-- REQUIRED WORK --
Copy every line in the records below that contains the word "crate".

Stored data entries
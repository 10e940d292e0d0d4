//! One digest run: read config, gather history, summarize, post.

use std::sync::Arc;

use chrono::{DateTime, Duration, Utc};
use chrono_tz::Tz;
use tracing::{error, info, warn};

use super::history::fetch_history;
use crate::ai::prompt_builder::format_transcript;
use crate::core::models::{
    ChannelDigestInput, ChannelSummary, Digest, DigestBlock, DigestOutcome, NotConfigured,
};
use crate::core::platform::{ChatPlatform, Summarizer};
use crate::core::store::{ConfigStore, PersistedConfig};
use crate::errors::BotError;

/// Window length used when no digest has ever succeeded.
pub const DEFAULT_WINDOW_HOURS: i64 = 1;

pub struct DigestBuilder {
    platform: Arc<dyn ChatPlatform>,
    summarizer: Arc<dyn Summarizer>,
    store: Arc<ConfigStore>,
    timezone: Tz,
}

impl DigestBuilder {
    #[must_use]
    pub fn new(
        platform: Arc<dyn ChatPlatform>,
        summarizer: Arc<dyn Summarizer>,
        store: Arc<ConfigStore>,
        timezone: Tz,
    ) -> Self {
        Self {
            platform,
            summarizer,
            store,
            timezone,
        }
    }

    /// Execute one run. Never writes config; the trigger records success.
    ///
    /// # Errors
    ///
    /// Returns an error when the destination channel cannot be resolved, the
    /// digest cannot be posted, or every summarization call failed.
    pub async fn run(&self) -> Result<DigestOutcome, BotError> {
        let config = self.store.get().await;
        let (summary_channel_id, monitored) = match check_preconditions(&config) {
            Ok(parts) => parts,
            Err(reason) => {
                warn!("{} Skipping summary.", reason.user_message());
                return Ok(DigestOutcome::NotConfigured(reason));
            }
        };

        let destination = self
            .platform
            .resolve_channel(summary_channel_id)
            .await
            .map_err(|e| {
                error!(channel_id = %summary_channel_id, "Summary channel not found: {}", e);
                e
            })?;

        let now = Utc::now();
        let start_time = window_start(config.last_summary_time, now);
        info!(%start_time, channels = monitored.len(), "Collecting messages for summary");

        let (inputs, total_messages) = self.collect(monitored, start_time).await;

        if total_messages == 0 {
            info!("No new messages found in monitored channels. Skipping summary.");
            return Ok(DigestOutcome::Quiet { window_end: now });
        }

        let summaries = self.summarize_all(&inputs).await;
        if summaries.is_empty() {
            warn!("No summaries were generated");
            return Err(BotError::GeneralError(
                "no summaries were generated".to_string(),
            ));
        }

        let digest = compose_digest(&summaries, Utc::now(), self.timezone);
        self.platform.post_digest(&destination, &digest).await?;

        info!(
            channel_id = %destination.id,
            channels = summaries.len(),
            total_messages,
            "Summary posted to summary channel"
        );

        Ok(DigestOutcome::Posted {
            channels: summaries.len(),
            total_messages,
            window_end: now,
        })
    }

    async fn collect(
        &self,
        monitored: &[String],
        start_time: DateTime<Utc>,
    ) -> (Vec<ChannelDigestInput>, usize) {
        let mut inputs = Vec::new();
        let mut total = 0usize;

        for channel_id in monitored {
            let channel = match self.platform.resolve_channel(channel_id).await {
                Ok(channel) if channel.is_text => channel,
                Ok(_) => {
                    warn!(%channel_id, "Monitored channel is not a text channel, skipping");
                    continue;
                }
                Err(e) => {
                    error!(%channel_id, "Error resolving monitored channel: {}", e);
                    continue;
                }
            };

            match fetch_history(self.platform.as_ref(), &channel, start_time).await {
                Ok(messages) if !messages.is_empty() => {
                    total += messages.len();
                    inputs.push(ChannelDigestInput {
                        channel_id: channel.id,
                        channel_name: channel.name,
                        messages,
                    });
                }
                Ok(_) => {}
                Err(e) => {
                    error!(%channel_id, "Error fetching messages from channel: {}", e);
                }
            }
        }

        (inputs, total)
    }

    async fn summarize_all(&self, inputs: &[ChannelDigestInput]) -> Vec<ChannelSummary> {
        let mut summaries = Vec::with_capacity(inputs.len());
        for input in inputs {
            let transcript = format_transcript(&input.messages, self.timezone);
            match self
                .summarizer
                .summarize(&transcript, &input.channel_name)
                .await
            {
                Ok(summary) => summaries.push(ChannelSummary {
                    channel_name: input.channel_name.clone(),
                    summary,
                    message_count: input.messages.len(),
                }),
                Err(e) => {
                    warn!(
                        channel_id = %input.channel_id,
                        "Omitting channel from digest, summarization failed: {}", e
                    );
                }
            }
        }
        summaries
    }
}

/// Destination and monitored list, or the reason the run cannot start.
///
/// # Errors
///
/// Returns which precondition is unmet.
pub fn check_preconditions(
    config: &PersistedConfig,
) -> Result<(&str, &[String]), NotConfigured> {
    let Some(summary_channel_id) = config.summary_channel_id.as_deref() else {
        return Err(NotConfigured::NoSummaryChannel);
    };
    if config.monitored_channel_ids.is_empty() {
        return Err(NotConfigured::NoMonitoredChannels);
    }
    Ok((summary_channel_id, &config.monitored_channel_ids))
}

/// Start of the window: the last successful digest, else one hour ago.
#[must_use]
pub fn window_start(last_summary_time: Option<DateTime<Utc>>, now: DateTime<Utc>) -> DateTime<Utc> {
    last_summary_time.unwrap_or_else(|| now - Duration::hours(DEFAULT_WINDOW_HOURS))
}

#[must_use]
pub fn format_timestamp(at: DateTime<Utc>, tz: Tz) -> String {
    at.with_timezone(&tz).format("%Y-%m-%d %H:%M %Z").to_string()
}

#[must_use]
pub fn compose_digest(summaries: &[ChannelSummary], generated_at: DateTime<Utc>, tz: Tz) -> Digest {
    let stamp = format_timestamp(generated_at, tz);
    Digest {
        header: format!("TLDR Summary {stamp}"),
        blocks: summaries
            .iter()
            .map(|s| DigestBlock {
                title: format!("Summary for #{}", s.channel_name),
                body: s.summary.clone(),
                footer: format!("{} messages summarized • {}", s.message_count, stamp),
            })
            .collect(),
        generated_at,
    }
}
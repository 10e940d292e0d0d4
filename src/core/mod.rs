//! Platform-independent types, configuration and the trait seams

pub mod config;
pub mod models;
pub mod platform;
pub mod store;

pub use platform::{ChatPlatform, Summarizer};
pub use store::{ConfigStore, PersistedConfig};
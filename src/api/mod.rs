//! Inbound HTTP surface: liveness and Slack slash commands.

pub mod handler;
pub mod helpers;
pub mod signature;
pub mod slash_handler;

pub use handler::{AppState, create_router};
//! In-memory fakes for the platform and summarizer seams.
#![allow(dead_code)]

use std::collections::{HashMap, HashSet};
use std::path::PathBuf;
use std::sync::Arc;
use std::sync::Mutex;
use std::sync::atomic::{AtomicUsize, Ordering};

use async_trait::async_trait;
use chrono::{DateTime, Duration, Utc};
use chrono_tz::Tz;
use tokio::sync::Notify;

use tldr_digest::core::models::{ChannelHandle, Digest, HistoryPage, Message};
use tldr_digest::core::platform::{ChatPlatform, Summarizer};
use tldr_digest::core::store::{ConfigStore, PersistedConfig};
use tldr_digest::errors::BotError;
use tldr_digest::worker::{DigestBuilder, DigestRunner};

#[derive(Default)]
pub struct FakePlatform {
    channels: HashMap<String, ChannelHandle>,
    /// Newest first.
    histories: HashMap<String, Vec<Message>>,
    failing_history: HashSet<String>,
    admins: HashSet<String>,
    pub fail_post: bool,
    pub posted: Mutex<Vec<(String, Digest)>>,
    calls: AtomicUsize,
}

impl FakePlatform {
    pub fn new() -> Self {
        Self::default()
    }

    pub fn with_channel(mut self, id: &str, name: &str, messages: Vec<Message>) -> Self {
        self.channels.insert(
            id.to_string(),
            ChannelHandle {
                id: id.to_string(),
                name: name.to_string(),
                is_text: true,
            },
        );
        let mut messages = messages;
        messages.sort_by_key(|m| std::cmp::Reverse(m.authored_at));
        self.histories.insert(id.to_string(), messages);
        self
    }

    pub fn with_non_text_channel(mut self, id: &str, name: &str) -> Self {
        self.channels.insert(
            id.to_string(),
            ChannelHandle {
                id: id.to_string(),
                name: name.to_string(),
                is_text: false,
            },
        );
        self
    }

    pub fn with_failing_history(mut self, id: &str, name: &str) -> Self {
        self = self.with_channel(id, name, Vec::new());
        self.failing_history.insert(id.to_string());
        self
    }

    pub fn with_admin(mut self, user_id: &str) -> Self {
        self.admins.insert(user_id.to_string());
        self
    }

    pub fn call_count(&self) -> usize {
        self.calls.load(Ordering::SeqCst)
    }

    pub fn posted(&self) -> Vec<(String, Digest)> {
        self.posted.lock().unwrap().clone()
    }
}

#[async_trait]
impl ChatPlatform for FakePlatform {
    async fn resolve_channel(&self, channel_id: &str) -> Result<ChannelHandle, BotError> {
        self.calls.fetch_add(1, Ordering::SeqCst);
        self.channels
            .get(channel_id)
            .cloned()
            .ok_or_else(|| BotError::ApiError(format!("conversations.info error: channel_not_found ({channel_id})")))
    }

    async fn fetch_history_page(
        &self,
        channel: &ChannelHandle,
        before: Option<&str>,
        limit: u16,
    ) -> Result<HistoryPage, BotError> {
        self.calls.fetch_add(1, Ordering::SeqCst);
        if self.failing_history.contains(&channel.id) {
            return Err(BotError::ApiError("conversations.history error: ratelimited".to_string()));
        }
        let history = self.histories.get(&channel.id).cloned().unwrap_or_default();
        let start = before.map_or(0, |c| c.parse::<usize>().unwrap());
        let end = (start + usize::from(limit)).min(history.len());
        Ok(HistoryPage {
            messages: history[start.min(end)..end].to_vec(),
            next_cursor: (end < history.len()).then(|| end.to_string()),
        })
    }

    async fn post_digest(&self, channel: &ChannelHandle, digest: &Digest) -> Result<(), BotError> {
        self.calls.fetch_add(1, Ordering::SeqCst);
        if self.fail_post {
            return Err(BotError::ApiError("chat.postMessage error: not_in_channel".to_string()));
        }
        self.posted
            .lock()
            .unwrap()
            .push((channel.id.clone(), digest.clone()));
        Ok(())
    }

    async fn is_admin(&self, user_id: &str) -> Result<bool, BotError> {
        Ok(self.admins.contains(user_id))
    }
}

/// Echoes a canned summary per label; labels in `failing` return an error.
#[derive(Default)]
pub struct FakeSummarizer {
    failing: HashSet<String>,
    pub calls: Mutex<Vec<(String, String)>>,
    gate: Option<(Arc<Notify>, Arc<Notify>)>,
}

impl FakeSummarizer {
    pub fn new() -> Self {
        Self::default()
    }

    pub fn failing_for(mut self, label: &str) -> Self {
        self.failing.insert(label.to_string());
        self
    }

    /// Block every call until `release` is notified; `entered` fires on entry.
    pub fn gated(mut self, entered: Arc<Notify>, release: Arc<Notify>) -> Self {
        self.gate = Some((entered, release));
        self
    }

    pub fn calls(&self) -> Vec<(String, String)> {
        self.calls.lock().unwrap().clone()
    }
}

#[async_trait]
impl Summarizer for FakeSummarizer {
    async fn summarize(&self, transcript: &str, context_label: &str) -> Result<String, BotError> {
        self.calls
            .lock()
            .unwrap()
            .push((transcript.to_string(), context_label.to_string()));
        if let Some((entered, release)) = &self.gate {
            entered.notify_one();
            release.notified().await;
        }
        if self.failing.contains(context_label) {
            return Err(BotError::OpenAIError("OpenAI API error (status 500)".to_string()));
        }
        Ok(format!("summary of {context_label}"))
    }
}

pub fn human(minutes_ago: i64, body: &str) -> Message {
    message_at(Utc::now() - Duration::minutes(minutes_ago), "jane", false, body)
}

pub fn bot(minutes_ago: i64, body: &str) -> Message {
    message_at(Utc::now() - Duration::minutes(minutes_ago), "helperbot", true, body)
}

pub fn message_at(at: DateTime<Utc>, author: &str, automated: bool, body: &str) -> Message {
    Message {
        authored_at: at,
        author_name: author.to_string(),
        author_is_automated: automated,
        body: body.to_string(),
    }
}

pub fn config_path(dir: &tempfile::TempDir) -> PathBuf {
    dir.path().join("config.json")
}

pub async fn store_with(dir: &tempfile::TempDir, config: PersistedConfig) -> Arc<ConfigStore> {
    Arc::new(ConfigStore::load(config_path(dir), config).await)
}

pub fn runner(
    platform: Arc<FakePlatform>,
    summarizer: Arc<FakeSummarizer>,
    store: Arc<ConfigStore>,
) -> DigestRunner {
    let builder = DigestBuilder::new(platform, summarizer, store.clone(), Tz::UTC);
    DigestRunner::new(builder, store)
}

pub fn configured(summary: &str, monitored: &[&str]) -> PersistedConfig {
    PersistedConfig {
        summary_channel_id: Some(summary.to_string()),
        monitored_channel_ids: monitored.iter().map(ToString::to_string).collect(),
        last_summary_time: None,
    }
}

-- RESPONSE TO THE EXERCISE --
use crate::ai::prompt_builder::format_transcript;
use crate::core::models::{
use crate::core::platform::{ChatPlatform, Summarizer};
use crate::core::store::{ConfigStore, PersistedConfig};
use crate::errors::BotError;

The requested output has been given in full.